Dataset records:
------------------------------------------------

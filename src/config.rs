// src/config.rs
//! Pipeline configuration.
//!
//! Loaded once at startup from a JSON file (or built in code) and shared
//! read-only across compiler and queue instances.

use std::path::Path;

use serde::{Deserialize, Serialize};

use crate::error::Result;

/// Tuning knobs for the texture compilation pipeline.
#[derive(Serialize, Deserialize, Clone, Debug, PartialEq)]
#[serde(default)]
pub struct PipelineConfig {
    /// Block-compress baked channel textures where a compressor exists.
    pub compression: bool,
    /// Read and write the on-disk texture cache.
    pub cache_enabled: bool,
    /// Maximum number of GPU objects released per free-queue drain call.
    pub free_drain_budget: usize,
    /// Number of resource-loader threads in the compile service.
    pub loader_threads: usize,
    /// Optional cap on generated mip levels (level 0 is the base image).
    pub max_mip_level: Option<u32>,
}

impl Default for PipelineConfig {
    fn default() -> Self {
        Self {
            compression: true,
            cache_enabled: true,
            free_drain_budget: 1000,
            loader_threads: 4,
            max_mip_level: None,
        }
    }
}

impl PipelineConfig {
    /// Load a configuration from a JSON file.
    pub fn load(path: &Path) -> Result<Self> {
        let text = std::fs::read_to_string(path)?;
        Ok(serde_json::from_str(&text)?)
    }

    /// Save the configuration as pretty-printed JSON.
    pub fn save(&self, path: &Path) -> Result<()> {
        let text = serde_json::to_string_pretty(self)?;
        std::fs::write(path, text)?;
        Ok(())
    }
}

------------------------------------------------

Without changing a single word, reproduce the entries above.

filename src/config.rs
// src/config.rs
//! Pipeline configuration.
//!
//! Loaded once at startup from a JSON file (or built in code) and shared
//! read-only across compiler and queue instances.

use std::path::Path;

use serde::{Deserialize, Serialize};

use crate::error::Result;

/// Tuning knobs for the texture compilation pipeline.
#[derive(Serialize, Deserialize, Clone, Debug, PartialEq)]
#[serde(default)]
pub struct PipelineConfig {
    /// Block-compress baked channel textures where a compressor exists.
    pub compression: bool,
    /// Read and write the on-disk texture cache.
    pub cache_enabled: bool,
    /// Maximum number of GPU objects released per free-queue drain call.
    pub free_drain_budget: usize,
    /// Number of resource-loader threads in the compile service.
    pub loader_threads: usize,
    /// Optional cap on generated mip levels (level 0 is the base image).
    pub max_mip_level: Option<u32>,
}

impl Default for PipelineConfig {
    fn default() -> Self {
        Self {
            compression: true,
            cache_enabled: true,
            free_drain_budget: 1000,
            loader_threads: 4,
            max_mip_level: None,
        }
    }
}

impl PipelineConfig {
    /// Load a configuration from a JSON file.
    pub fn load(path: &Path) -> Result<Self> {
        let text = std::fs::read_to_string(path)?;
        Ok(serde_json::from_str(&text)?)
    }

    /// Save the configuration as pretty-printed JSON.
    pub fn save(&self, path: &Path) -> Result<()> {
        let text = serde_json::to_string_pretty(self)?;
        std::fs::write(path, text)?;
        Ok(())
    }
}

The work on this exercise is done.